//! Decision audit trail
//!
//! Append-only; one row per lifecycle event.

use crate::session::{VetoSession, VetoStatus};
use chrono::{DateTime, Utc};
use custos_core::{LedgerHash, SessionId};
use serde::{Deserialize, Serialize};
use std::fmt;
use std::str::FromStr;
use uuid::Uuid;

/// Actor recorded for timer-driven transitions
pub const TIMER_ACTOR: &str = "system:timer";

/// Lifecycle event recorded in the audit trail
#[derive(Debug, Clone, Copy, PartialEq, Eq, Hash, Serialize, Deserialize)]
#[serde(rename_all = "snake_case")]
pub enum AuditEventType {
    Opened,
    Vetoed,
    Expired,
    Committed,
    Cancelled,
    CompensationRequested,
    CompensationCompleted,
    CompensationFailed,
}

impl AuditEventType {
    const ALL: [AuditEventType; 8] = [
        Self::Opened,
        Self::Vetoed,
        Self::Expired,
        Self::Committed,
        Self::Cancelled,
        Self::CompensationRequested,
        Self::CompensationCompleted,
        Self::CompensationFailed,
    ];

    /// Persistence tag
    #[must_use]
    pub const fn as_str(self) -> &'static str {
        match self {
            Self::Opened => "opened",
            Self::Vetoed => "vetoed",
            Self::Expired => "expired",
            Self::Committed => "committed",
            Self::Cancelled => "cancelled",
            Self::CompensationRequested => "compensation_requested",
            Self::CompensationCompleted => "compensation_completed",
            Self::CompensationFailed => "compensation_failed",
        }
    }
}

impl fmt::Display for AuditEventType {
    fn fmt(&self, f: &mut fmt::Formatter<'_>) -> fmt::Result {
        f.write_str(self.as_str())
    }
}

impl FromStr for AuditEventType {
    type Err = crate::error::VetoError;

    fn from_str(s: &str) -> Result<Self, Self::Err> {
        Self::ALL
            .into_iter()
            .find(|event| event.as_str() == s)
            .ok_or_else(|| crate::error::VetoError::Repository(format!("unknown audit event '{s}'")))
    }
}

/// One audit row
#[derive(Debug, Clone, PartialEq, Serialize, Deserialize)]
pub struct DecisionAudit {
    pub id: Uuid,
    pub session_id: SessionId,
    pub timestamp: DateTime<Utc>,
    pub event: AuditEventType,
    /// Operator id, or `ai:<agent>` / `system:timer`
    pub actor: String,
    pub operator_action: Option<String>,
    pub rationale: Option<String>,
    pub time_to_decision_ms: Option<i64>,
    /// Session status after the event
    pub final_state: VetoStatus,
    pub ledger_tx_hash: Option<LedgerHash>,
}

impl DecisionAudit {
    /// Row for `session` as it stands after the event
    #[must_use]
    pub fn record(
        session: &VetoSession,
        event: AuditEventType,
        actor: impl Into<String>,
        at: DateTime<Utc>,
    ) -> Self {
        Self {
            id: Uuid::new_v4(),
            session_id: session.id,
            timestamp: at,
            event,
            actor: actor.into(),
            operator_action: None,
            rationale: None,
            time_to_decision_ms: None,
            final_state: session.status,
            ledger_tx_hash: None,
        }
    }

    /// With operator action
    #[inline]
    #[must_use]
    pub fn with_action(mut self, action: impl Into<String>) -> Self {
        self.operator_action = Some(action.into());
        self
    }

    /// With rationale
    #[inline]
    #[must_use]
    pub fn with_rationale(mut self, rationale: impl Into<String>) -> Self {
        self.rationale = Some(rationale.into());
        self
    }

    /// With time from opening to decision
    #[inline]
    #[must_use]
    pub fn with_time_to_decision(mut self, ms: i64) -> Self {
        self.time_to_decision_ms = Some(ms);
        self
    }

    /// With ledger reference
    #[inline]
    #[must_use]
    pub fn with_ledger_hash(mut self, hash: Option<LedgerHash>) -> Self {
        self.ledger_tx_hash = hash;
        self
    }
}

******************************

● What the exercise asks: Some of the data mentions "Uuid". Copy every line where it does.

● Result of this exercise:
use uuid::Uuid;
    pub id: Uuid,
            id: Uuid::new_v4(),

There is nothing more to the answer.